Brian Weinshenker, MD:
With neuromyelitis optica, the main disability that occurs, occurs as a result of attacks. It’s different than MS. MS, the attacks tend to be mild. Patients are not disabled by the attacks, but the attacks indicate accumulation of lesions that years later result in a gradual deterioration of nerves which causes the majority of the long-term disability in MS. So we’re talking about a lot longer timeframe in MS. But if there’s anything good to be said about neuromyelitis optica, it is that we rarely see that kind of progressive phase. With neuromyelitis optica, it’s those early and severe attacks that produce most of the disability.
Brian Weinshenker, MD:
I think we have certainly plenty of data that would suggest that these are clinically different, respond differently to treatment, pathologically different.

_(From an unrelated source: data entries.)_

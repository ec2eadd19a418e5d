//! Pure coordinate helpers shared by the engine and the render adapter.

use crate::{CellCoord, Rotation, VariantOffset};

/// Number of cells along each edge of the reference floor plan.
pub const GRID_SIZE: u32 = 15;

/// Number of cells along each edge of a large room's footprint.
pub const LARGE_ROOM_SIZE: u32 = 5;

/// Offset of a large room's center member from its anchor along each axis.
pub const LARGE_ROOM_CENTER: VariantOffset =
    VariantOffset::new(LARGE_ROOM_SIZE / 2, LARGE_ROOM_SIZE / 2);

/// Side length of one cell in world units.
pub const CELL_SIZE: f32 = 2.0;

/// Maps a grid cell to the world-space center of its floor tile.
///
/// The grid is centered on the world origin in the X/Z plane with Y up, so
/// column grows along +X and row grows along +Z.
#[must_use]
pub fn grid_to_world(cell: CellCoord, grid_size: u32) -> [f32; 3] {
    let half_extent = grid_size as f32 * CELL_SIZE / 2.0;
    [
        (cell.column() as f32 + 0.5) * CELL_SIZE - half_extent,
        0.0,
        (cell.row() as f32 + 0.5) * CELL_SIZE - half_extent,
    ]
}

/// Maps a world-space point on the floor plane back to the cell beneath it.
///
/// Returns `None` when the point lies outside the grid.
#[must_use]
pub fn world_to_grid(position: [f32; 3], grid_size: u32) -> Option<CellCoord> {
    let half_extent = grid_size as f32 * CELL_SIZE / 2.0;
    let column = ((position[0] + half_extent) / CELL_SIZE).floor();
    let row = ((position[2] + half_extent) / CELL_SIZE).floor();
    let limit = grid_size as f32;
    if !(0.0..limit).contains(&column) || !(0.0..limit).contains(&row) {
        return None;
    }
    Some(CellCoord::new(column as u32, row as u32))
}

/// Maps a member's physical offset to the logical layout slot it shows once
/// the room has been rotated clockwise by `rotation` quarter turns.
///
/// This is the inverse rotation about the footprint center, so furniture
/// layouts can be authored once in a fixed frame. Offsets outside the
/// footprint are returned unchanged.
#[must_use]
pub fn effective_variant(variant: VariantOffset, rotation: Rotation) -> VariantOffset {
    let center = i64::from(LARGE_ROOM_SIZE / 2);
    let size = i64::from(LARGE_ROOM_SIZE);
    let x = i64::from(variant.column()) - center;
    let y = i64::from(variant.row()) - center;

    let (column, row) = match rotation.quarter_turns() {
        0 => (x, y),
        1 => (y, -x),
        2 => (-x, -y),
        _ => (-y, x),
    };

    let column = column + center;
    let row = row + center;
    if !(0..size).contains(&column) || !(0..size).contains(&row) {
        return variant;
    }
    VariantOffset::new(column as u32, row as u32)
}

#[cfg(test)]
mod tests {
    use std::collections::BTreeSet;

    use proptest::prelude::*;

    use super::*;

    fn all_offsets() -> impl Iterator<Item = VariantOffset> {
        (0..LARGE_ROOM_SIZE)
            .flat_map(|row| (0..LARGE_ROOM_SIZE).map(move |column| VariantOffset::new(column, row)))
    }

    #[test]
    fn effective_variant_is_a_bijection_for_every_rotation() {
        for rotation in Rotation::ALL {
            let image: BTreeSet<_> = all_offsets()
                .map(|offset| effective_variant(offset, rotation))
                .collect();
            assert_eq!(
                image.len(),
                (LARGE_ROOM_SIZE * LARGE_ROOM_SIZE) as usize,
                "rotation {rotation:?} collapsed offsets"
            );
            assert!(image.iter().all(|offset| offset.column() < LARGE_ROOM_SIZE
                && offset.row() < LARGE_ROOM_SIZE));
        }
    }

    #[test]
    fn effective_variant_keeps_center_fixed() {
        for rotation in Rotation::ALL {
            assert_eq!(effective_variant(LARGE_ROOM_CENTER, rotation), LARGE_ROOM_CENTER);
        }
    }

    #[test]
    fn quarter_turn_maps_top_left_to_bottom_left() {
        let top_left = VariantOffset::new(0, 0);
        assert_eq!(
            effective_variant(top_left, Rotation::wrapping(1)),
            VariantOffset::new(0, 4)
        );
        assert_eq!(
            effective_variant(top_left, Rotation::wrapping(2)),
            VariantOffset::new(4, 4)
        );
        assert_eq!(
            effective_variant(top_left, Rotation::wrapping(3)),
            VariantOffset::new(4, 0)
        );
    }

    #[test]
    fn grid_to_world_round_trips_through_hit_testing() {
        for row in 0..GRID_SIZE {
            for column in 0..GRID_SIZE {
                let cell = CellCoord::new(column, row);
                assert_eq!(world_to_grid(grid_to_world(cell, GRID_SIZE), GRID_SIZE), Some(cell));
            }
        }
        assert_eq!(world_to_grid([1000.0, 0.0, 0.0], GRID_SIZE), None);
    }

    #[test]
    fn grid_is_centered_on_origin() {
        let first = grid_to_world(CellCoord::new(0, 0), GRID_SIZE);
        let last = grid_to_world(CellCoord::new(GRID_SIZE - 1, GRID_SIZE - 1), GRID_SIZE);
        assert!((first[0] + last[0]).abs() < f32::EPSILON);
        assert!((first[2] + last[2]).abs() < f32::EPSILON);
    }

    proptest! {
        #[test]
        fn rotation_then_inverse_is_identity(
            column in 0..LARGE_ROOM_SIZE,
            row in 0..LARGE_ROOM_SIZE,
            turns in 0u32..4,
        ) {
            let rotation = Rotation::wrapping(turns);
            let offset = VariantOffset::new(column, row);
            let there = effective_variant(offset, rotation);
            prop_assert_eq!(effective_variant(there, rotation.inverse()), offset);
        }
    }
}
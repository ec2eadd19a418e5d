use dental_planner_core::{
    Brush, CellCoord, Command, Event, Grid, HistoryDirection, MoveError, PlacementError,
    RoomType, Rotation, StructureKind, SubTarget, VariantOffset, WallIndex, DEFAULT_FLOOR_COLOR,
    DEFAULT_WORLD_COLOR,
};
use dental_planner_world::{apply, query, World};

fn paint(world: &mut World, tool: RoomType, cell: CellCoord, brush: Brush) -> Vec<Event> {
    let mut events = Vec::new();
    apply(
        world,
        Command::Paint {
            tool,
            cell,
            sub_target: SubTarget::None,
            brush,
        },
        &mut events,
    );
    events
}

fn run(world: &mut World, command: Command) -> Vec<Event> {
    let mut events = Vec::new();
    apply(world, command, &mut events);
    events
}

fn lobby_brush() -> Brush {
    Brush {
        label: Some("Lobby".to_owned()),
        has_inventory: true,
        ..Brush::default()
    }
}

#[test]
fn waiting_room_centers_on_click() {
    let mut world = World::new();
    let events = paint(
        &mut world,
        RoomType::WaitingRoom,
        CellCoord::new(7, 7),
        lobby_brush(),
    );
    assert!(
        matches!(
            events.as_slice(),
            [Event::RoomPlaced {
                room_type: RoomType::WaitingRoom,
                anchor,
                ..
            }] if *anchor == CellCoord::new(5, 5)
        ),
        "placement should report the clamped anchor, got {events:?}",
    );

    let grid = query::grid(&world);
    for row in 0..15 {
        for column in 0..15 {
            let tile = grid
                .tile(CellCoord::new(column, row))
                .expect("cell inside grid");
            let inside = (5..10).contains(&column) && (5..10).contains(&row);
            assert_eq!(
                tile.room_type == RoomType::WaitingRoom,
                inside,
                "cell ({column}, {row}) has unexpected room type",
            );
            let is_center = column == 7 && row == 7;
            assert_eq!(tile.label.is_some(), is_center, "only the center carries a label");
            assert_eq!(tile.has_inventory, is_center, "only the center carries inventory");
        }
    }
    assert_eq!(
        grid.tile(CellCoord::new(7, 7)).and_then(|tile| tile.variant()),
        Some(VariantOffset::new(2, 2)),
    );
}

#[test]
fn repeated_placement_is_blocked() {
    let mut world = World::new();
    let _ = paint(
        &mut world,
        RoomType::WaitingRoom,
        CellCoord::new(7, 7),
        lobby_brush(),
    );
    let before = query::grid(&world).clone();

    let events = paint(
        &mut world,
        RoomType::WaitingRoom,
        CellCoord::new(7, 7),
        lobby_brush(),
    );

    assert_eq!(
        events,
        vec![Event::PlacementRejected {
            tool: RoomType::WaitingRoom,
            cell: CellCoord::new(7, 7),
            reason: PlacementError::Occupied,
        }],
    );
    assert_eq!(query::grid(&world), &before, "blocked placement must not touch the grid");
}

#[test]
fn walls_attach_only_on_room_perimeter() {
    let mut world = World::new();
    let _ = paint(
        &mut world,
        RoomType::WaitingRoom,
        CellCoord::new(7, 7),
        Brush::default(),
    );
    let corner = CellCoord::new(5, 5);

    let north = paint(
        &mut world,
        RoomType::StraightWall,
        corner,
        Brush {
            rotation: Rotation::wrapping(0),
            ..Brush::default()
        },
    );
    assert_eq!(
        north,
        vec![Event::WallPlaced {
            cell: corner,
            wall_index: WallIndex::new(0),
            kind: StructureKind::StraightWall,
            rotation: Rotation::wrapping(0),
            replaced: false,
        }],
    );

    let before = query::grid(&world).clone();
    let south = paint(
        &mut world,
        RoomType::StraightWall,
        corner,
        Brush {
            rotation: Rotation::wrapping(2),
            ..Brush::default()
        },
    );
    assert_eq!(
        south,
        vec![Event::PlacementRejected {
            tool: RoomType::StraightWall,
            cell: corner,
            reason: PlacementError::OffPerimeter,
        }],
    );
    assert_eq!(query::grid(&world), &before, "interior wall must leave grid unchanged");
}

#[test]
fn single_tile_door_moves_with_payload() {
    let mut grid = Grid::default();
    {
        let door = grid
            .tile_mut(CellCoord::new(3, 3))
            .expect("cell inside grid");
        door.room_type = RoomType::Door;
        door.rotation = Rotation::wrapping(1);
        door.label = Some("Staff entrance".to_owned());
        let _ = door.attach_wall(dental_planner_core::PlacedWall::new(
            StructureKind::StraightWall,
            Rotation::wrapping(3),
        ));
    }
    {
        let below = grid
            .tile_mut(CellCoord::new(3, 4))
            .expect("cell inside grid");
        let _ = below.attach_wall(dental_planner_core::PlacedWall::new(
            StructureKind::Window,
            Rotation::wrapping(2),
        ));
    }

    let mut world = World::new();
    let _ = run(
        &mut world,
        Command::LoadDesign {
            grid,
            world_color: DEFAULT_WORLD_COLOR,
            floor_color: DEFAULT_FLOOR_COLOR,
        },
    );
    let events = run(
        &mut world,
        Command::Move {
            from: CellCoord::new(3, 3),
            to: CellCoord::new(3, 4),
            sub_target: SubTarget::None,
        },
    );
    assert!(
        matches!(events.as_slice(), [Event::RoomMoved { room_type: RoomType::Door, .. }]),
        "door move should succeed, got {events:?}",
    );

    let origin = query::tile(&world, CellCoord::new(3, 3)).expect("cell inside grid");
    assert_eq!(origin.room_type, RoomType::Empty);
    assert_eq!(origin.label, None);
    assert_eq!(
        origin.placed_walls,
        vec![dental_planner_core::PlacedWall::new(
            StructureKind::StraightWall,
            Rotation::wrapping(3),
        )],
        "source keeps its walls",
    );
    let landed = query::tile(&world, CellCoord::new(3, 4)).expect("cell inside grid");
    assert_eq!(landed.room_type, RoomType::Door);
    assert_eq!(landed.rotation, Rotation::wrapping(1));
    assert_eq!(landed.label.as_deref(), Some("Staff entrance"));
    assert_eq!(
        landed.placed_walls,
        vec![dental_planner_core::PlacedWall::new(
            StructureKind::Window,
            Rotation::wrapping(2),
        )],
        "destination keeps only its own walls",
    );
}

#[test]
fn undo_and_redo_walk_through_edits() {
    let mut world = World::new();
    let empty = query::grid(&world).clone();

    let _ = paint(&mut world, RoomType::Office, CellCoord::new(1, 1), Brush::default());
    let after_first = query::grid(&world).clone();
    let _ = paint(&mut world, RoomType::Lab, CellCoord::new(2, 1), Brush::default());
    let after_second = query::grid(&world).clone();

    assert_eq!(
        run(&mut world, Command::Undo),
        vec![Event::HistoryRestored {
            direction: HistoryDirection::Undo
        }],
    );
    assert_eq!(query::grid(&world), &after_first);
    let _ = run(&mut world, Command::Undo);
    assert_eq!(query::grid(&world), &empty);
    assert!(run(&mut world, Command::Undo).is_empty(), "nothing left to undo");

    let _ = run(&mut world, Command::Redo);
    let _ = run(&mut world, Command::Redo);
    assert_eq!(query::grid(&world), &after_second);
    assert!(!query::can_redo(&world));
}

#[test]
fn new_edit_after_undo_discards_redo() {
    let mut world = World::new();
    let _ = paint(&mut world, RoomType::Office, CellCoord::new(1, 1), Brush::default());
    let _ = run(&mut world, Command::Undo);
    assert!(query::can_redo(&world));

    let _ = paint(&mut world, RoomType::Storage, CellCoord::new(4, 4), Brush::default());
    assert!(!query::can_redo(&world), "fresh edit must clear the redo stack");
    assert!(run(&mut world, Command::Redo).is_empty());
}

#[test]
fn moving_onto_same_cell_is_rejected() {
    let mut world = World::new();
    let _ = paint(&mut world, RoomType::Office, CellCoord::new(1, 1), Brush::default());
    let events = run(
        &mut world,
        Command::Move {
            from: CellCoord::new(1, 1),
            to: CellCoord::new(1, 1),
            sub_target: SubTarget::None,
        },
    );
    assert_eq!(
        events,
        vec![Event::MoveRejected {
            from: CellCoord::new(1, 1),
            to: CellCoord::new(1, 1),
            reason: MoveError::SameCell,
        }],
    );
}

#[test]
fn erase_restores_empty_floor_but_keeps_walls() {
    let mut world = World::new();
    let _ = paint(
        &mut world,
        RoomType::Window,
        CellCoord::new(10, 10),
        Brush {
            rotation: Rotation::wrapping(3),
            ..Brush::default()
        },
    );
    let _ = paint(
        &mut world,
        RoomType::ImagingSuite,
        CellCoord::new(12, 12),
        Brush::default(),
    );

    let events = paint(&mut world, RoomType::Empty, CellCoord::new(14, 14), Brush::default());
    assert!(
        matches!(events.as_slice(), [Event::RoomErased { room_type: RoomType::ImagingSuite, .. }]),
        "erase should clear the imaging suite, got {events:?}",
    );

    let corner = query::tile(&world, CellCoord::new(10, 10)).expect("cell inside grid");
    assert_eq!(corner.room_type, RoomType::Empty);
    assert_eq!(corner.placed_walls.len(), 1);
    assert!(
        query::grid(&world)
            .tiles()
            .all(|tile| tile.room_type == RoomType::Empty),
        "every member should be erased",
    );
}

#[test]
fn move_preview_reports_collisions_without_mutation() {
    let mut world = World::new();
    let _ = paint(&mut world, RoomType::WaitingRoom, CellCoord::new(2, 2), Brush::default());
    let _ = paint(&mut world, RoomType::Storage, CellCoord::new(9, 9), Brush::default());
    let before = query::grid(&world).clone();

    let preview = query::move_preview(
        &world,
        CellCoord::new(2, 2),
        CellCoord::new(8, 8),
        SubTarget::None,
    )
    .expect("footprint fits inside grid");
    assert_eq!(preview.rejection, Some(MoveError::Occupied));
    assert_eq!(preview.region.origin(), CellCoord::new(6, 6));
    assert!(!query::is_drag_valid(
        &world,
        CellCoord::new(2, 2),
        CellCoord::new(8, 8),
        SubTarget::None
    ));
    assert_eq!(query::grid(&world), &before);
}

#[cfg(debug_assertions)]
#[test]
#[should_panic(expected = "corrupt large room group")]
fn corrupt_group_fails_loudly_in_debug_builds() {
    let mut grid = Grid::default();
    {
        let tile = grid
            .tile_mut(CellCoord::new(1, 1))
            .expect("cell inside grid");
        tile.room_type = RoomType::OperatorySuite;
        tile.set_variant(Some(VariantOffset::new(4, 4)));
    }
    let mut world = World::new();
    let _ = run(
        &mut world,
        Command::LoadDesign {
            grid,
            world_color: DEFAULT_WORLD_COLOR,
            floor_color: DEFAULT_FLOOR_COLOR,
        },
    );
    let _ = paint(&mut world, RoomType::Empty, CellCoord::new(1, 1), Brush::default());
}

#[cfg(not(debug_assertions))]
#[test]
fn corrupt_group_is_rejected_in_release_builds() {
    let mut grid = Grid::default();
    {
        let tile = grid
            .tile_mut(CellCoord::new(1, 1))
            .expect("cell inside grid");
        tile.room_type = RoomType::OperatorySuite;
        tile.set_variant(Some(VariantOffset::new(4, 4)));
    }
    let mut world = World::new();
    let _ = run(
        &mut world,
        Command::LoadDesign {
            grid: grid.clone(),
            world_color: DEFAULT_WORLD_COLOR,
            floor_color: DEFAULT_FLOOR_COLOR,
        },
    );
    let events = paint(&mut world, RoomType::Empty, CellCoord::new(1, 1), Brush::default());
    assert_eq!(
        events,
        vec![Event::PlacementRejected {
            tool: RoomType::Empty,
            cell: CellCoord::new(1, 1),
            reason: PlacementError::CorruptGroup,
        }],
    );
    assert_eq!(query::grid(&world), &grid);
}

fn waiting_room_with_member_claiming_anchor() -> World {
    let mut world = World::new();
    let _ = paint(
        &mut world,
        RoomType::WaitingRoom,
        CellCoord::new(7, 7),
        Brush::default(),
    );
    let mut grid = query::grid(&world).clone();
    grid.tile_mut(CellCoord::new(9, 9))
        .expect("cell inside grid")
        .set_variant(Some(VariantOffset::new(0, 0)));
    let loaded = run(
        &mut world,
        Command::LoadDesign {
            grid,
            world_color: DEFAULT_WORLD_COLOR,
            floor_color: DEFAULT_FLOOR_COLOR,
        },
    );
    assert_eq!(loaded, vec![Event::DesignLoaded { size: 15 }]);
    world
}

#[cfg(debug_assertions)]
#[test]
#[should_panic(expected = "corrupt large room group")]
fn member_disagreeing_with_anchor_fails_loudly_in_debug_builds() {
    let mut world = waiting_room_with_member_claiming_anchor();
    let _ = paint(&mut world, RoomType::Empty, CellCoord::new(9, 9), Brush::default());
}

#[cfg(not(debug_assertions))]
#[test]
fn member_disagreeing_with_anchor_is_not_erased_in_release_builds() {
    let mut world = waiting_room_with_member_claiming_anchor();
    let before = query::grid(&world).clone();

    let events = paint(&mut world, RoomType::Empty, CellCoord::new(9, 9), Brush::default());
    assert_eq!(
        events,
        vec![Event::PlacementRejected {
            tool: RoomType::Empty,
            cell: CellCoord::new(9, 9),
            reason: PlacementError::CorruptGroup,
        }],
    );
    let events = run(
        &mut world,
        Command::Move {
            from: CellCoord::new(6, 6),
            to: CellCoord::new(2, 2),
            sub_target: SubTarget::None,
        },
    );
    assert_eq!(
        events,
        vec![Event::MoveRejected {
            from: CellCoord::new(6, 6),
            to: CellCoord::new(2, 2),
            reason: MoveError::CorruptGroup,
        }],
    );
    assert_eq!(query::grid(&world), &before);
}
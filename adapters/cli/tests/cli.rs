use std::{
    fs,
    path::Path,
    process::{Command, Output},
};

use tempfile::TempDir;

fn planner(store: &Path, args: &[&str]) -> Output {
    Command::new(env!("CARGO_BIN_EXE_dental-planner"))
        .arg("--store")
        .arg(store)
        .args(["--owner", "front-desk"])
        .args(args)
        .env("RUST_LOG", "warn")
        .output()
        .expect("failed to launch dental-planner")
}

fn stdout(output: &Output) -> String {
    assert!(
        output.status.success(),
        "dental-planner failed: {}",
        String::from_utf8_lossy(&output.stderr)
    );
    String::from_utf8(output.stdout.clone()).expect("stdout is UTF-8")
}

#[test]
fn edits_persist_between_invocations() {
    let dir = TempDir::new().expect("temp dir");
    let store = dir.path();

    let painted = stdout(&planner(
        store,
        &["paint", "waiting-room", "1", "1", "--label", "Lobby"],
    ));
    assert_eq!(painted, "placed Waiting Room at 0,0\nSaved\n");
    assert!(store.join("front-desk.json").is_file());

    let map = stdout(&planner(store, &["show"]));
    assert!(
        map.lines().nth(1) == Some(" 0 W W W W W . . . . . . . . . ."),
        "first map row should show the waiting room, got:\n{map}"
    );
    assert!(map.contains("label 2,2 Lobby"));
}

#[test]
fn rejected_edits_leave_the_store_untouched() {
    let dir = TempDir::new().expect("temp dir");
    let store = dir.path();

    let output = stdout(&planner(store, &["erase", "4", "4"]));
    assert_eq!(output, "rejected: nothing to erase\n");
    assert!(!store.join("front-desk.json").exists());
}

#[test]
fn export_import_transfers_designs_between_owners() {
    let dir = TempDir::new().expect("temp dir");
    let store = dir.path();
    let _ = stdout(&planner(store, &["paint", "lab", "14", "14"]));
    let _ = stdout(&planner(store, &["wall", "door", "14", "14", "west"]));

    let exported = stdout(&planner(store, &["export"]));
    assert!(exported.starts_with("clinic:v1:15x15:"));

    let other = TempDir::new().expect("temp dir");
    let imported = stdout(&planner(other.path(), &["import", exported.trim()]));
    assert_eq!(imported, "imported 15x15 design\nSaved\n");
    assert_eq!(
        fs::read_to_string(store.join("front-desk.json")).expect("original document"),
        fs::read_to_string(other.path().join("front-desk.json")).expect("imported document"),
    );
}

#[test]
fn malformed_transfer_strings_fail() {
    let dir = TempDir::new().expect("temp dir");
    let output = planner(dir.path(), &["import", "floorplan:v1:15x15:e30"]);
    assert!(!output.status.success());
    assert!(String::from_utf8_lossy(&output.stderr)
        .contains("transfer prefix 'floorplan' is not supported"));
}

That for the way we should be educating physicians, we should be educating them that these are different diseases. And when you suspect this, the most important thing is to be sure that a patient doesn’t have neuromyelitis optica. Because if it’s MS, in general it’s going to run a milder course and you have some latitude to delay the diagnosis until you’re sure. But with neuromyelitis optica, because each attack can be individually so severe and leave such severe sequelae, I think it’s pretty important if there’s a serious index of suspicion to order the appropriate tests and diagnose neuromyelitis optica early.